Mas há um lado preocupante nesta questão: não é da competência do Judiciário julgar se este ou aquele empreendimento é de interesse público ou não. Provavelmente, o distinto juiz deva trafegar pelas ruas em confortável automóvel, talvez pago pelo contribuinte e conduzido por motorista, também pago pelo contribuinte. Até aí...
... até aí, isto lhe tira certa "razoabilidade" na condição de julgar sobre a necessidade do VLT. Seria interessante que o meritíssimo usasse o transporte público por pelo menos uma semana, e já é o bastante, para avaliar o inferno que este serviço público se tornou na vida das pessoas comuns. Tipo assim, excelência, tentar retornar para casa no horário de pico, tipo assim, excelência, seis horas da tarde. Talvez, a excelência tivesse uma outra visão, e consequentemente, chegasse a outra conclusão.
E coloco aqui uma questão para a excelência refletir: pobre, que não não tem carro próprio,. está impedido de usar um transporte coletivo de melhor qualidade? Deve ser condenado, apesar de pagar altos impostos, que chegam a ser aviltantes, a ser esmagado em coletivos sem a menor condição de trafegarem pelas ruas da cidades? Até gado, quando conduzido para o matadouro, goza de melhor conforto no transporte do que a população cuiabana.
Conhecendo-se os estreitamentos da maioria das principais avenidas da cidades, um projeto tipo BRT além de tempo, consumiria enorme quantidade de recursos em desapropriações que, dada a legislação sobre o assunto, praticamente inviabilizariam qualquer projeto neste sentido.

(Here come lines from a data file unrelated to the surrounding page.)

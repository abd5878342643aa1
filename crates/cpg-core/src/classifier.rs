//! Account classification
//!
//! Classification only runs when the caller did not supply an account type.
//! Keyword lists are configuration; accuracy is a tuning concern, not a
//! correctness guarantee.

use cpg_model::{AccountType, Post, ProfileSnapshot};
use serde::{Deserialize, Serialize};

/// Classifies an account from its profile and posts
pub trait AccountClassifier: Send + Sync {
    fn classify(&self, profile: &ProfileSnapshot, posts: &[Post]) -> AccountType;
}

/// Keyword data for [`KeywordClassifier`]
#[derive(Debug, Clone, PartialEq, Serialize, Deserialize)]
#[serde(default)]
pub struct ClassifierConfig {
    /// Biography / category terms that indicate a brand
    pub brand_keywords: Vec<String>,
    /// Biography terms that indicate a personal or creator account
    pub personal_keywords: Vec<String>,
    /// Handles always treated as brands
    pub known_brands: Vec<String>,
    /// Caption terms counted as business intent
    pub business_terms: Vec<String>,
    /// Hashtags counted as business intent
    pub business_hashtags: Vec<String>,
    /// Share of posts with business terms above which the account is a brand
    pub business_post_ratio: f64,
}

impl Default for ClassifierConfig {
    fn default() -> Self {
        let s = |items: &[&str]| items.iter().map(ToString::to_string).collect::<Vec<_>>();
        Self {
            brand_keywords: s(&[
                "official", "brand", "shop", "store", "company", "inc", "ltd", "cosmetics",
                "beauty", "products", "customer", "worldwide", "shipping",
            ]),
            personal_keywords: s(&[
                "personal", "my life", "professor", "researcher", "scientist", "dad", "mom",
                "author", "views are my own", "creator", "blogger",
            ]),
            known_brands: s(&[
                "fentybeauty", "maccosmetics", "toofaced", "netflix", "nike", "adidas",
                "redbull", "cocacola", "apple", "samsung",
            ]),
            business_terms: s(&["product", "sale", "brand", "shop", "buy", "launch"]),
            business_hashtags: s(&["business", "brand", "product", "sale", "shop"]),
            business_post_ratio: 0.6,
        }
    }
}

/// Keyword-scoring classifier
#[derive(Debug, Clone, Default)]
pub struct KeywordClassifier {
    config: ClassifierConfig,
}

impl KeywordClassifier {
    #[inline]
    #[must_use]
    pub fn new(config: ClassifierConfig) -> Self {
        Self { config }
    }

    fn profile_scores(&self, profile: &ProfileSnapshot) -> (usize, usize) {
        let text = format!(
            "{} {} {}",
            profile.full_name,
            profile.biography,
            profile.category.as_deref().unwrap_or_default()
        )
        .to_lowercase();
        let hits = |words: &[String]| {
            words
                .iter()
                .filter(|w| contains_word(&text, &w.to_lowercase()))
                .count()
        };
        (hits(&self.config.brand_keywords), hits(&self.config.personal_keywords))
    }

    #[allow(clippy::cast_precision_loss)]
    fn posts_look_commercial(&self, posts: &[Post]) -> bool {
        let with_terms = posts
            .iter()
            .filter(|p| {
                let text = p.text().to_lowercase();
                self.config.business_terms.iter().any(|t| text.contains(t.as_str()))
            })
            .count();
        let tag_hits = posts
            .iter()
            .flat_map(|p| p.hashtags().iter())
            .filter(|tag| self.config.business_hashtags.iter().any(|b| tag.contains(b.as_str())))
            .count();

        let n = posts.len() as f64;
        with_terms as f64 / n > self.config.business_post_ratio || tag_hits as f64 > n * 0.5
    }
}

impl AccountClassifier for KeywordClassifier {
    fn classify(&self, profile: &ProfileSnapshot, posts: &[Post]) -> AccountType {
        if profile.is_business == Some(true) {
            return AccountType::Branding;
        }
        let handle = profile.username.to_lowercase();
        if self.config.known_brands.iter().any(|b| b.eq_ignore_ascii_case(&handle)) {
            return AccountType::Branding;
        }

        let (brand, personal) = self.profile_scores(profile);
        if brand > personal {
            return AccountType::Branding;
        }
        if personal > brand {
            return AccountType::NonBranding;
        }

        if posts.is_empty() {
            return AccountType::Unknown;
        }
        if self.posts_look_commercial(posts) {
            AccountType::Branding
        } else {
            AccountType::NonBranding
        }
    }
}

fn contains_word(text: &str, word: &str) -> bool {
    if word.contains(' ') {
        return text.contains(word);
    }
    text.split(|c: char| !c.is_alphanumeric())
        .any(|token| token == word)
}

Se houver indícios de fraude na licitação ou superfaturamento nos custos das obras, aí a excelência está no seu direito de embargar, mas não lhe cabe, fora disso, julgar se a obra é ou não necessária. Porque, do contrário, vamos imaginar que a vossa excelência estará misturando os papéis de judiciário com executivo, e isto, doutor, não pode e nem deve acontecer. Se vossa excelência deseja vestir o manto de executivo municipal, é simples: peça para sair do judiciário, concorra na próxima eleição com uma plataforma onde sejam retiradas obras de interesse do cidadão e vamos deixar com a população de Cuiabá o poder de decidir se sua "opinião" é aceita ou não.
É uma estupidez sem conta, embargar sob o argumento de que "a opção pelo VLT em detrimento do BRT mostra-se dotada de completa irrazoabilidade e de desproporção gritante", depois de contratos assinados, recursos garantidos e obras iniciadas. Se houver indício de qualquer ilícito, conforme acima destacamos, tudo bem. Mas opiniões pessoais não podem se sobrepor ao interesse coletivo. O embargo seria uma ação obrigatória se sustentada em argumentos previstos em leis, e não achismos particulares do julgador. Assim, repito, o Judiciário não tem competência legal para julgar sobre se a obra é ou não necessária ou se atende ou não ao bem estar da coletividade.
Seria interessante que, em momentos assim, vossa excelência consultasse a população antes de decidir. Bom senso sempre, quando bem usado, evita o cometimento de atos estúpidos e a transgressão dos limites de julgar.